AIM OF THE EXERCISE →
Go through the data below and copy each line that includes "util".

(Saved entries)
^^^^

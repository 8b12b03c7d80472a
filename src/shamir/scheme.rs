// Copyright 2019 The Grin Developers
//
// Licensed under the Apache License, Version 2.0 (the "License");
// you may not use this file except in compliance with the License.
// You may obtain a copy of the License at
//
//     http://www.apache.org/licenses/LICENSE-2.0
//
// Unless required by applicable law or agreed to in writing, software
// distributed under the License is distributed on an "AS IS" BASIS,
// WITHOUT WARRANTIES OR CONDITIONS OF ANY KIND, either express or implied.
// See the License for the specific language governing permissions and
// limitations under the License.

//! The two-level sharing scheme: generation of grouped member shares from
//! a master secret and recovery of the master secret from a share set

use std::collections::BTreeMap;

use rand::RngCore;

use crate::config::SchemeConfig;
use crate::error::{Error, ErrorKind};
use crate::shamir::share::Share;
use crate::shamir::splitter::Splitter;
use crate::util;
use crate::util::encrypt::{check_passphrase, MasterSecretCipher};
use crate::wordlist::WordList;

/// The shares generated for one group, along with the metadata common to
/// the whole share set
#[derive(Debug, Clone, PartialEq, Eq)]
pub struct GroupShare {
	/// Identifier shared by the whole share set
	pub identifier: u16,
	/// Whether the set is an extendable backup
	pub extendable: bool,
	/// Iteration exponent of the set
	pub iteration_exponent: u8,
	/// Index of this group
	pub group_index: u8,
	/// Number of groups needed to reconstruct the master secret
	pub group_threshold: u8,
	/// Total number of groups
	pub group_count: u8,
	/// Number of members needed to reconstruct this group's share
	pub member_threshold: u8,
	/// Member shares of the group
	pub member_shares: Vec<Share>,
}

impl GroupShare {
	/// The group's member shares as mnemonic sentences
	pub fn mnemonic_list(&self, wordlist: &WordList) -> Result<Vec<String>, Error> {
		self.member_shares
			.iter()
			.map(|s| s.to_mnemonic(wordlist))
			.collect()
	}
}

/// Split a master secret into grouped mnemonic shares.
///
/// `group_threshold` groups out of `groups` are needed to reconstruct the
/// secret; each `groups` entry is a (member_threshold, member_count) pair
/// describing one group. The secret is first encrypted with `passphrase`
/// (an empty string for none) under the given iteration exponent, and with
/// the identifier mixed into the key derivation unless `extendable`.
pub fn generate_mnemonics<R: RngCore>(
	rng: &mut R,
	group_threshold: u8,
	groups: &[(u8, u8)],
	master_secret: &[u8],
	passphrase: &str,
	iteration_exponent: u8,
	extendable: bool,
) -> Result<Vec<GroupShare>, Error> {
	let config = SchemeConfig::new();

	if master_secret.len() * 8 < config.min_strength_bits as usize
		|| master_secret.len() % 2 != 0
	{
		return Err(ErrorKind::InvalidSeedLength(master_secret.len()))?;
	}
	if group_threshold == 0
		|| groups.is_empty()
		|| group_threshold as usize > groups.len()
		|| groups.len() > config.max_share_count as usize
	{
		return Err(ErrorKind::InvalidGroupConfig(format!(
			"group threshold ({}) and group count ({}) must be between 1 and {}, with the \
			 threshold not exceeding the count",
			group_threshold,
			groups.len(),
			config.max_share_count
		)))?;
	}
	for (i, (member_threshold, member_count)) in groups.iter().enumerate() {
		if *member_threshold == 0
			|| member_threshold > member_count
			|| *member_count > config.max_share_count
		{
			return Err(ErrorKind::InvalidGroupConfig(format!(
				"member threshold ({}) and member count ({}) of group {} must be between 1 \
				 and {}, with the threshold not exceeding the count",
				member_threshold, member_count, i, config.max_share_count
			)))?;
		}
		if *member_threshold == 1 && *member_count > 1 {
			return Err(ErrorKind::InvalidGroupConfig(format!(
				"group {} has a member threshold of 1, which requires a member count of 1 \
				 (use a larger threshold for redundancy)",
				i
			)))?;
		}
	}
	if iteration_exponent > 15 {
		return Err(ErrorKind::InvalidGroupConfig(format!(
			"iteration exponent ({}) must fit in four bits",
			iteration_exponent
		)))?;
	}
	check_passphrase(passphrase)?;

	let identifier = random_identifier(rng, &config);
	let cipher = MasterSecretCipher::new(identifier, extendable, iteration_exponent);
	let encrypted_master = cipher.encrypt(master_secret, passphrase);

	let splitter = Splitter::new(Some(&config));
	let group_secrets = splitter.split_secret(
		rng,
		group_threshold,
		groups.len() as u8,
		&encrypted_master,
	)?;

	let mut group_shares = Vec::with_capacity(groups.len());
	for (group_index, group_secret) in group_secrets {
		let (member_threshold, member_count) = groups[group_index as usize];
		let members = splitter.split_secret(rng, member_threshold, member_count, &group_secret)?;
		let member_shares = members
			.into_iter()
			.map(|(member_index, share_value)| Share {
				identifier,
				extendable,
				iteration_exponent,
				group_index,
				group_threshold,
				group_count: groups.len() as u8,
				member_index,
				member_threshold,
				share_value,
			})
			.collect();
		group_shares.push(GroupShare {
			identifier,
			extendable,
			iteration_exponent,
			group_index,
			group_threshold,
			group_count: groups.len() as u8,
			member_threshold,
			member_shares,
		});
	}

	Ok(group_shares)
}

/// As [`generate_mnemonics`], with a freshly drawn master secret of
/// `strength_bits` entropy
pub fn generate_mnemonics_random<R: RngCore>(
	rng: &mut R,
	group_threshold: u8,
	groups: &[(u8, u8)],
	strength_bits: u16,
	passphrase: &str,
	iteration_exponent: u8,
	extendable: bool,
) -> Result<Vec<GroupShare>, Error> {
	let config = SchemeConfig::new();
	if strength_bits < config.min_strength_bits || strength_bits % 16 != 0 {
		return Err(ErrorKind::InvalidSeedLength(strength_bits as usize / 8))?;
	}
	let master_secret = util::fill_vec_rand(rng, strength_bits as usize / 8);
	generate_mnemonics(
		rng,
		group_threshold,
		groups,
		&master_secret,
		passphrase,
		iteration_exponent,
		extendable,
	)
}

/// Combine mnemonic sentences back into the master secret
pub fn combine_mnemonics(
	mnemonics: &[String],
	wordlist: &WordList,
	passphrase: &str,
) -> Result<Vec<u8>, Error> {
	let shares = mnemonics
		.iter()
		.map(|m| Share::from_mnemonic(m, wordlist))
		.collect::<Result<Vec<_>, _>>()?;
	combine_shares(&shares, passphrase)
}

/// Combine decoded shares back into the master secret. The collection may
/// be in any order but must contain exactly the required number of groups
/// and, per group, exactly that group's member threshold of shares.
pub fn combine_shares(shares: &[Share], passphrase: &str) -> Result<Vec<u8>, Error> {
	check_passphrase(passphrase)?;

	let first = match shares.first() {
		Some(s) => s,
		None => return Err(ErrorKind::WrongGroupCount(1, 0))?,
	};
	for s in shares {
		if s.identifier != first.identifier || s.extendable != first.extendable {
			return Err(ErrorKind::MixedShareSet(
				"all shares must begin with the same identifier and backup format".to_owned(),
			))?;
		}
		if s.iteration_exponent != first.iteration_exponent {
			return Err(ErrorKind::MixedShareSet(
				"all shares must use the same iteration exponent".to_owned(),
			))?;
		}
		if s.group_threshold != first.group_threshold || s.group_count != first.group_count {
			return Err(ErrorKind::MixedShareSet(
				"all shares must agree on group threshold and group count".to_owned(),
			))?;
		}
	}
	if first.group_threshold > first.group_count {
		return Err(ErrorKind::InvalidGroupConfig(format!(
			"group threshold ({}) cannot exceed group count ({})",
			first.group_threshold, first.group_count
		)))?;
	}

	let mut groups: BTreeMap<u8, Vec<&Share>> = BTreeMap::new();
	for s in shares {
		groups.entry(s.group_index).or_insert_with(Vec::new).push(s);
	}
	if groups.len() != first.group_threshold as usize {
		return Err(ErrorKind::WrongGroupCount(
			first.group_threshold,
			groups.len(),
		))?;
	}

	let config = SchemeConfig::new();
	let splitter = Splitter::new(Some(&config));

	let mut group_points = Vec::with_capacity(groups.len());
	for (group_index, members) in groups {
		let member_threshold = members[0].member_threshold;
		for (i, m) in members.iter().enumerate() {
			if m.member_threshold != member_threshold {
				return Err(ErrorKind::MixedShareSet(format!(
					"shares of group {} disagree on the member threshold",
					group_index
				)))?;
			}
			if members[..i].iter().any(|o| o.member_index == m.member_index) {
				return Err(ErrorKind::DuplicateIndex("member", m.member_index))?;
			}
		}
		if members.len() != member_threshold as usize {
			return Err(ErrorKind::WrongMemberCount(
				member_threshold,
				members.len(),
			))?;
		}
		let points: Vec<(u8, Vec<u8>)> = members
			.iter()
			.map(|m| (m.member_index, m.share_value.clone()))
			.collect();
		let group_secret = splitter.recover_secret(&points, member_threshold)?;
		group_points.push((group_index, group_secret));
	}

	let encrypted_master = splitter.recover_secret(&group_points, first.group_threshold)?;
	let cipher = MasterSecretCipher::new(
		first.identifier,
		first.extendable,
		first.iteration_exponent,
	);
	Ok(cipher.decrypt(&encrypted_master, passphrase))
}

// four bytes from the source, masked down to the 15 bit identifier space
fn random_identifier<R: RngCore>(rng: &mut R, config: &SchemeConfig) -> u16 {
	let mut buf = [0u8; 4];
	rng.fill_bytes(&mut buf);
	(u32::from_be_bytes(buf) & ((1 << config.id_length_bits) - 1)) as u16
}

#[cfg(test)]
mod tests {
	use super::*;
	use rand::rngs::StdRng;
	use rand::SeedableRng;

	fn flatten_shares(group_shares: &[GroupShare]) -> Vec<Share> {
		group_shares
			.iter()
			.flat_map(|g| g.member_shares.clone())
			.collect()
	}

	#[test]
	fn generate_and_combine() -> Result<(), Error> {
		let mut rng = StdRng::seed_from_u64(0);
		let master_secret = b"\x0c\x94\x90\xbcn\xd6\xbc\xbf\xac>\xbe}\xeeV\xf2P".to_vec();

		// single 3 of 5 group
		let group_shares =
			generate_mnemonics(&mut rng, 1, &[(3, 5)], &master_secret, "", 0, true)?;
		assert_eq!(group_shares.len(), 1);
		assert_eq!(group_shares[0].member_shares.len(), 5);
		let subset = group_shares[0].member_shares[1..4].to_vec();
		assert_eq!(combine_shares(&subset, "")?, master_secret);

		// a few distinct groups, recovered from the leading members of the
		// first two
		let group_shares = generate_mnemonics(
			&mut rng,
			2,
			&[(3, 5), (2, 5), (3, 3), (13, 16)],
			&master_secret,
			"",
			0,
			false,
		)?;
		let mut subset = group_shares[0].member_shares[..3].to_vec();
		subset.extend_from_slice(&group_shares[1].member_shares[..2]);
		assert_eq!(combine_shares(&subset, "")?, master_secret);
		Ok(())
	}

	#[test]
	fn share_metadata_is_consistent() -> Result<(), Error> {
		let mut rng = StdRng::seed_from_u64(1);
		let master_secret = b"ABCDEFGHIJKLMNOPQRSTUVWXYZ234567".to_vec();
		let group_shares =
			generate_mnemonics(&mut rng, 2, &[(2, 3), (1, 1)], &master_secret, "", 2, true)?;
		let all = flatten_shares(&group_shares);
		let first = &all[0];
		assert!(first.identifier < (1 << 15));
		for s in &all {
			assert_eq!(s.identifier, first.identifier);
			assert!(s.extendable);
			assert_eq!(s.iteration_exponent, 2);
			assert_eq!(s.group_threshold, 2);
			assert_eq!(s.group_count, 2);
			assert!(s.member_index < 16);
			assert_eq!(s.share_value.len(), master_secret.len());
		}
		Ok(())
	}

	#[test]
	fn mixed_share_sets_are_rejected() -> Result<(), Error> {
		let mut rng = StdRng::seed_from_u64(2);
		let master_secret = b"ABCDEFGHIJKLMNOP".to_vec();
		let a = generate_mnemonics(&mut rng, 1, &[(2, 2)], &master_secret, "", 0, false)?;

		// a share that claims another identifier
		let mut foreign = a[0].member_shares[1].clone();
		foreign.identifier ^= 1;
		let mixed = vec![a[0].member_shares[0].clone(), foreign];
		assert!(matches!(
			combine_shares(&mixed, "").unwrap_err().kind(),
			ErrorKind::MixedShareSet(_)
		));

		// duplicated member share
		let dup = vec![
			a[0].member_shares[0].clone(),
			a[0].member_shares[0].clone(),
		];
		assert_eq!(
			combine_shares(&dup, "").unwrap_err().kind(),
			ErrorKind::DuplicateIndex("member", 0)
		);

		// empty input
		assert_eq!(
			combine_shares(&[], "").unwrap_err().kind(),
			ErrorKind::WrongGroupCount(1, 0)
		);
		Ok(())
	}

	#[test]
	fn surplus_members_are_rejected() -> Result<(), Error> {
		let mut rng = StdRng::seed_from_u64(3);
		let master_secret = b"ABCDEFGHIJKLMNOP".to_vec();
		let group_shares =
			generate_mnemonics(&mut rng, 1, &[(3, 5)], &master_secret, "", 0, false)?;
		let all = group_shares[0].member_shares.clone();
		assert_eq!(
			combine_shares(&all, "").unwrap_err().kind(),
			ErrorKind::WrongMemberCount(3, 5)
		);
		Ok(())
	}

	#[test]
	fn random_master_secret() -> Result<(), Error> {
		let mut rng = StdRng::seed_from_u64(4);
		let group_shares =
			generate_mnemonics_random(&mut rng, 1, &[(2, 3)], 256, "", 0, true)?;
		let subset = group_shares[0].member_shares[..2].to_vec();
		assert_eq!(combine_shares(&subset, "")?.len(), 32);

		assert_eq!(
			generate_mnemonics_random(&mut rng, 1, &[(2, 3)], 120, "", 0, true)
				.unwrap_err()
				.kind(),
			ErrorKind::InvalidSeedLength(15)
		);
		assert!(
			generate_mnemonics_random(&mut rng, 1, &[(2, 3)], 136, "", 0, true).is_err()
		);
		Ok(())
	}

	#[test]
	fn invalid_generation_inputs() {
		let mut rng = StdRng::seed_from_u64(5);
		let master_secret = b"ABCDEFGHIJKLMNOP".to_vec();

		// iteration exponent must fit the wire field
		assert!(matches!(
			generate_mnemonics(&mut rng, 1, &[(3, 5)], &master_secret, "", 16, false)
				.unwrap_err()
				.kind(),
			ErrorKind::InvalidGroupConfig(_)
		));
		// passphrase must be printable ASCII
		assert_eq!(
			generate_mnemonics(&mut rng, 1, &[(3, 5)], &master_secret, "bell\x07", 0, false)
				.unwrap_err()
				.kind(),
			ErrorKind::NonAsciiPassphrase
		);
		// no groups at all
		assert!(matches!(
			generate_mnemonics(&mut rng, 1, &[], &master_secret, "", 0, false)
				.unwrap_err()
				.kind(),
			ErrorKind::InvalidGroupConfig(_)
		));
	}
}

^^^^

TASK SOLUTION →
use crate::util;
use crate::util::encrypt::{check_passphrase, MasterSecretCipher};
	let master_secret = util::fill_vec_rand(rng, strength_bits as usize / 8);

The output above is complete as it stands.